Tampoco podemos olvidar en este trágico balance del año 2020 a quienes, después de haber luchado tanto por España y por sus familias, fallecieron en el más absoluto desamparo y en la más triste de las soledades. Nunca agradeceremos bastante el sacrificio y la generosidad de quienes reconstruyeron este país después de una guerra que lo había dejado devastado. Nadie como ellos luchó tanto por la reconciliación y la convivencia y nadie como ellos se merecía más el agradecimiento, el consuelo y los abrazos que, por culpa de la pandemia, les han sido vedados.

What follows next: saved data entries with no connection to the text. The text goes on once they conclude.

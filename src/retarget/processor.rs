//! 重定向处理器
//!
//! 持有按实例复制的配置与 (源网格, 目标网格) 骨架对，暴露唯一的
//! 帧级入口 `run_retargeter`。状态机只有未初始化/已初始化两态：
//! 初始化是同步的、全有或全无的；任何一步失败都停留在未初始化。
//!
//! 求值管线：
//! 1. 直接拷贝：名称匹配的目标骨骼原样接收源变换（组件空间）
//! 2. 参考回退：无匹配的骨骼按参考姿态挂接到当前父骨骼下
//! 3. 根骨骼 / FK 链 / IK 链修正（按配置启用）

use std::sync::Arc;

use glam::Vec3;

use crate::ik::{CcdSolver, ChainSolver, IkGoal};
use crate::pose::PoseSnapshot;
use crate::skeleton::{resolve_by_name, BoneTransform, Skeleton};
use crate::{RetargetError, Result};

use super::asset::{ChainSettings, IkGoalDef, RetargetAsset, RetargetPasses};
use super::chain::ResolvedBoneChain;
use super::chain_fk::FkChainPair;
use super::chain_ik::IkChainRetargeter;
use super::root::RootRetargeter;

/// 已初始化的 IK 链对
struct IkChainPair {
    name: String,
    target_indices: Vec<usize>,
    settings: ChainSettings,
    goal: IkGoalDef,
    retargeter: IkChainRetargeter,
}

/// 重定向处理器
pub struct RetargetProcessor {
    initialized: bool,
    /// 成功初始化的代数（配置变更检测用）
    init_generation: u64,

    /// 按实例复制的配置副本；运行期只改这份
    asset: Option<RetargetAsset>,
    /// 初始化时的共享资产身份（只用于身份比较）
    asset_identity: Option<Arc<RetargetAsset>>,

    source_skeleton: Option<Arc<Skeleton>>,
    target_skeleton: Option<Arc<Skeleton>>,

    /// 目标骨骼 → 源骨骼 的名称映射
    name_map: Vec<Option<usize>>,
    /// 被某个阶段"锚定"的骨骼：直接拷贝 / 链内 / 根。
    /// 其余骨骼每个阶段后都按参考姿态重新挂接到父骨骼下。
    anchored: Vec<bool>,

    root: Option<RootRetargeter>,
    fk_chains: Vec<FkChainPair>,
    ik_chains: Vec<IkChainPair>,
    solver: Box<dyn ChainSolver>,

    output_pose: Vec<BoneTransform>,
}

impl Default for RetargetProcessor {
    fn default() -> Self {
        Self::new()
    }
}

impl RetargetProcessor {
    pub fn new() -> Self {
        Self {
            initialized: false,
            init_generation: 0,
            asset: None,
            asset_identity: None,
            source_skeleton: None,
            target_skeleton: None,
            name_map: Vec::new(),
            anchored: Vec::new(),
            root: None,
            fk_chains: Vec::new(),
            ik_chains: Vec::new(),
            solver: Box::new(CcdSolver::default()),
            output_pose: Vec::new(),
        }
    }

    /// 替换数值链求解器
    pub fn set_chain_solver(&mut self, solver: Box<dyn ChainSolver>) {
        self.solver = solver;
    }

    #[inline]
    pub fn is_initialized(&self) -> bool {
        self.initialized
    }

    /// 成功初始化的次数
    #[inline]
    pub fn init_generation(&self) -> u64 {
        self.init_generation
    }

    /// 请求下次重新初始化
    pub fn set_needs_initialized(&mut self) {
        self.initialized = false;
    }

    /// 上次 run_retargeter 的输出（目标骨架组件空间）
    #[inline]
    pub fn output(&self) -> &[BoneTransform] {
        &self.output_pose
    }

    /// 是否仍对应当前的 (源网格, 目标网格, 资产) 三元组
    pub fn was_initialized_with(
        &self,
        source_mesh: &Arc<Skeleton>,
        target_mesh: &Arc<Skeleton>,
        asset: &Arc<RetargetAsset>,
    ) -> bool {
        if !self.initialized {
            return false;
        }
        let source_matches = self
            .source_skeleton
            .as_ref()
            .is_some_and(|s| Arc::ptr_eq(s, source_mesh));
        let target_matches = self
            .target_skeleton
            .as_ref()
            .is_some_and(|t| Arc::ptr_eq(t, target_mesh));
        let asset_matches = self
            .asset_identity
            .as_ref()
            .is_some_and(|a| Arc::ptr_eq(a, asset));
        source_matches && target_matches && asset_matches
    }

    /// 是否针对当前求值的目标网格初始化（过期初始化保护）
    pub fn was_initialized_with_target(&self, target_mesh: &Arc<Skeleton>) -> bool {
        self.initialized
            && self
                .target_skeleton
                .as_ref()
                .is_some_and(|t| Arc::ptr_eq(t, target_mesh))
    }

    // ========================================
    // 初始化
    // ========================================

    /// 针对具体骨架对初始化
    ///
    /// 全有或全无：任一失败都返回 Err 且处理器停留在未初始化。
    /// 配置资产被整体复制，之后的运行期调参不触碰共享资产。
    pub fn initialize(
        &mut self,
        source_mesh: &Arc<Skeleton>,
        target_mesh: &Arc<Skeleton>,
        asset: &Arc<RetargetAsset>,
    ) -> Result<()> {
        self.initialized = false;

        // 重置全部派生数据
        self.source_skeleton = None;
        self.target_skeleton = None;
        self.name_map.clear();
        self.anchored.clear();
        self.root = None;
        self.fk_chains.clear();
        self.ik_chains.clear();

        // 按实例复制配置
        let duplicate = (**asset).clone();
        if duplicate.source_skeleton.is_none() {
            return Err(RetargetError::MissingSkeletonRef { side: "source" });
        }
        if duplicate.target_skeleton.is_none() {
            return Err(RetargetError::MissingSkeletonRef { side: "target" });
        }

        // 名称映射与锚定标记
        self.name_map = resolve_by_name(source_mesh, target_mesh);
        self.anchored = self.name_map.iter().map(Option::is_some).collect();

        // 根骨骼（可缺省：失败只告警，根阶段不参与）
        if duplicate.passes.contains(RetargetPasses::ROOT) {
            if let (Some(source_root), Some(target_root)) =
                (&duplicate.source_root_bone, &duplicate.target_root_bone)
            {
                self.root =
                    RootRetargeter::initialize(source_root, target_root, source_mesh, target_mesh);
                match &self.root {
                    Some(root) => self.anchored[root.target_bone_index()] = true,
                    None => log::warn!(
                        "[Retarget] 根骨骼 '{source_root}' / '{target_root}' 解析失败，跳过根重定向"
                    ),
                }
            }
        }

        // 链配对
        for mapping in &duplicate.chains {
            // 目标链解析失败属于初始化失败（收敛为未初始化）
            let target_chain = ResolvedBoneChain::resolve(&mapping.target_chain, target_mesh);
            if !target_chain.is_valid() {
                let bone = if target_chain.found_start {
                    &mapping.target_chain.end_bone
                } else {
                    &mapping.target_chain.start_bone
                };
                return Err(RetargetError::ChainResolve {
                    chain: mapping.name.clone(),
                    bone: bone.clone(),
                });
            }

            // 未配对源链：该目标链不参与链式重定向
            let Some(source_def) = &mapping.source_chain else {
                continue;
            };
            let source_chain = ResolvedBoneChain::resolve(source_def, source_mesh);
            if !source_chain.is_valid() {
                log::warn!(
                    "[Retarget] 链 '{}' 源侧 '{}' 在源骨架上解析失败，跳过该链",
                    mapping.name,
                    source_def.name
                );
                continue;
            }

            // FK 链
            if duplicate.passes.contains(RetargetPasses::FK) && mapping.settings.fk_enabled {
                match FkChainPair::initialize(
                    &mapping.name,
                    source_chain.indices.clone(),
                    target_chain.indices.clone(),
                    mapping.settings.clone(),
                    source_mesh,
                    target_mesh,
                ) {
                    Ok(pair) => {
                        for &bone in &pair.target_indices {
                            self.anchored[bone] = true;
                        }
                        self.fk_chains.push(pair);
                    }
                    Err(err) => {
                        log::warn!("[Retarget] FK 链 '{}' 初始化失败: {err}", mapping.name);
                    }
                }
            }

            // IK 链（需要链定义里关联的目标）
            if duplicate.passes.contains(RetargetPasses::IK) && mapping.settings.ik_enabled {
                let Some(goal_name) = &mapping.target_chain.ik_goal else {
                    continue;
                };
                let Some(goal) = duplicate.find_goal(goal_name) else {
                    log::warn!(
                        "[Retarget] 链 '{}' 引用的 IK 目标 '{goal_name}' 不存在，跳过 IK",
                        mapping.name
                    );
                    continue;
                };

                let source_side = IkChainRetargeter::initialize_source(
                    &mapping.name,
                    &source_chain.indices,
                    source_mesh.ref_pose_global(),
                );
                let target_side = IkChainRetargeter::initialize_target(
                    &mapping.name,
                    &target_chain.indices,
                    target_mesh.ref_pose_global(),
                );
                match (source_side, target_side) {
                    (Ok(source_side), Ok(target_side)) => {
                        for &bone in &target_chain.indices {
                            self.anchored[bone] = true;
                        }
                        self.ik_chains.push(IkChainPair {
                            name: mapping.name.clone(),
                            target_indices: target_chain.indices.clone(),
                            settings: mapping.settings.clone(),
                            goal: goal.clone(),
                            retargeter: IkChainRetargeter::new(source_side, target_side),
                        });
                    }
                    _ => {
                        log::warn!("[Retarget] IK 链 '{}' 初始化失败，跳过 IK", mapping.name);
                    }
                }
            }
        }

        // 按目标链起始骨骼排序，保证父链先于子链解码
        self.fk_chains
            .sort_by_key(|pair| pair.target_indices.first().copied().unwrap_or(usize::MAX));
        self.ik_chains
            .sort_by_key(|pair| pair.target_indices.first().copied().unwrap_or(usize::MAX));

        // 缓存身份与输出缓冲
        self.source_skeleton = Some(source_mesh.clone());
        self.target_skeleton = Some(target_mesh.clone());
        self.asset_identity = Some(asset.clone());
        self.output_pose = target_mesh.ref_pose_global().to_vec();
        self.asset = Some(duplicate);

        self.initialized = true;
        self.init_generation += 1;
        log::info!(
            "[Retarget] 初始化完成: {} 根名称映射, {} 条 FK 链, {} 条 IK 链",
            self.name_map.iter().filter(|m| m.is_some()).count(),
            self.fk_chains.len(),
            self.ik_chains.len()
        );
        Ok(())
    }

    /// 实时预览：把共享资产的当前设置同步进本实例副本
    pub fn copy_settings_from_asset(&mut self, shared: &RetargetAsset) {
        let Some(duplicate) = self.asset.as_mut() else {
            return;
        };
        duplicate.root_settings = shared.root_settings.clone();
        duplicate.goals = shared.goals.clone();
        for mapping in duplicate.chains.iter_mut() {
            if let Some(live) = shared
                .chains
                .iter()
                .find(|candidate| candidate.name == mapping.name)
            {
                mapping.settings = live.settings.clone();
            }
        }
        // 链对持有的设置副本同样刷新；目标定义以实时值覆盖
        for pair in self.fk_chains.iter_mut() {
            if let Some(live) = shared
                .chains
                .iter()
                .find(|candidate| candidate.name == pair.name)
            {
                pair.settings = live.settings.clone();
            }
        }
        for pair in self.ik_chains.iter_mut() {
            if let Some(live) = shared
                .chains
                .iter()
                .find(|candidate| candidate.name == pair.name)
            {
                pair.settings = live.settings.clone();
            }
            if let Some(live) = shared.goals.iter().find(|g| g.name == pair.goal.name) {
                pair.goal = live.clone();
            }
        }
    }

    // ========================================
    // 帧级入口
    // ========================================

    /// 把源姿态快照重定向为目标骨架的组件空间姿态
    ///
    /// 前置条件：处理器已初始化（由节点负责检查）。
    /// 输出长度恒等于目标骨骼数，每根骨骼都被某个阶段赋值。
    pub fn run_retargeter(&mut self, source_pose: &PoseSnapshot) -> &[BoneTransform] {
        debug_assert!(self.initialized, "run_retargeter 只能在初始化后调用");

        let (Some(source_skeleton), Some(target_skeleton), Some(asset)) = (
            self.source_skeleton.as_ref(),
            self.target_skeleton.as_ref(),
            self.asset.as_ref(),
        ) else {
            return &self.output_pose;
        };

        let source = source_pose.as_slice();
        if source.len() != source_skeleton.bone_count() {
            log::warn!(
                "[Retarget] 快照长度 {} 与源骨骼数 {} 不一致，输出参考姿态",
                source.len(),
                source_skeleton.bone_count()
            );
            self.output_pose.clear();
            self.output_pose
                .extend_from_slice(target_skeleton.ref_pose_global());
            return &self.output_pose;
        }

        // 从参考姿态出发
        let mut out = std::mem::take(&mut self.output_pose);
        out.clear();
        out.extend_from_slice(target_skeleton.ref_pose_global());

        // 1. 直接拷贝：名称匹配的骨骼原样接收源变换
        for (target_index, source_index) in self.name_map.iter().enumerate() {
            if let Some(source_index) = *source_index {
                out[target_index] = source[source_index];
            }
        }
        // 2. 参考回退：无匹配骨骼按参考姿态挂到当前父骨骼下
        refresh_unanchored(target_skeleton, &self.anchored, &mut out);

        // 3. 根骨骼
        if asset.passes.contains(RetargetPasses::ROOT) {
            if let Some(root) = self.root.as_mut() {
                root.encode_pose(source);
                root.decode_pose(&asset.root_settings, &mut out);
                refresh_unanchored(target_skeleton, &self.anchored, &mut out);
            }
        }

        // 4. FK 链
        if asset.passes.contains(RetargetPasses::FK) && !self.fk_chains.is_empty() {
            let scale_vector = match self.root.as_ref() {
                Some(root) => root.global_scale_vector(&asset.root_settings),
                None => Vec3::ONE,
            };
            for pair in self.fk_chains.iter_mut() {
                pair.run(
                    source_skeleton,
                    target_skeleton,
                    source,
                    scale_vector,
                    &mut out,
                );
            }
            refresh_unanchored(target_skeleton, &self.anchored, &mut out);
        }

        // 5. IK 链修正：只纠正已有结果的末端触达，保留次级细节
        if asset.passes.contains(RetargetPasses::IK) && !self.ik_chains.is_empty() {
            for pair in self.ik_chains.iter_mut() {
                pair.retargeter.encode_pose(source);
                let decoded = pair.retargeter.decode_goal(&pair.settings, &out);

                // 目标的 alpha 权重：向解码结果混合
                let end_bone = pair.retargeter.target_end_bone();
                let input_end = out[end_bone];
                let goal = IkGoal {
                    position: input_end
                        .translation
                        .lerp(decoded.position, pair.goal.position_alpha),
                    rotation: input_end
                        .rotation
                        .slerp(decoded.rotation, pair.goal.rotation_alpha)
                        .normalize(),
                };

                self.solver
                    .solve_chain(&pair.target_indices, &goal, &mut out);
            }
            refresh_unanchored(target_skeleton, &self.anchored, &mut out);
        }

        self.output_pose = out;
        &self.output_pose
    }
}

/// 未被任何阶段锚定的骨骼：按参考姿态挂接到当前父骨骼下
///
/// 拓扑序遍历保证父骨骼先于子骨骼得到最终变换。
fn refresh_unanchored(skeleton: &Skeleton, anchored: &[bool], out: &mut [BoneTransform]) {
    for index in 0..out.len() {
        if anchored[index] {
            continue;
        }
        out[index] = skeleton.global_ref_pose_of_single(index, out);
    }
}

Tras el paso del tiempo, cuando vayan haciéndose más visibles las consecuencias reales de esta crisis, tomaremos mayor conciencia de lo mucho que deberíamos de aprender de este año bisiesto que se acaba. En primer lugar, concienciarnos de que somos mucho más frágiles y vulnerables de lo que pensamos. En segundo lugar, aceptar que de esta vulnerabilidad no se libra tampoco el actual sistema público de salud, al que es necesario dotar de más y mejores recursos materiales y humanos. Y, en tercer lugar, tomar buena nota de que los problemas no se arreglan con discursos prefabricados –menos predicar y más dar trigo–, manipulaciones interesadas y ataques al adversario. Se arreglan invirtiendo más en investigación y confiando en los científicos.

En este año nefasto que termina, los rostros más reconocibles y relevantes de la crisis del coronavirus son los de Fernando Simón y Salvador Illa. El director del Centro de Emergencias y Alertas Sanitarias y el ministro de Sanidad están siendo, por decirlo de alguna manera, los escudos humanos del Gobierno en la defensa de la gestión de una crisis con efectos demoledores para el futuro más inmediato. Del comité científico seguimos sin saber nada.
Nadie podía imaginar hace un año que llegaríamos a estas fechas prenavideñas con tantas ganas de cambiar de calendario. Como te decía al principio, maldito 2020, no me cabe mayor alegría que ver como desapareces y te alejas de nuestras vidas.

Aunque, desgraciadamente, pasarás a la historia como “el año del coronavirus”, el año en el que se asfixiaron nuestros sueños y todo se vino abajo.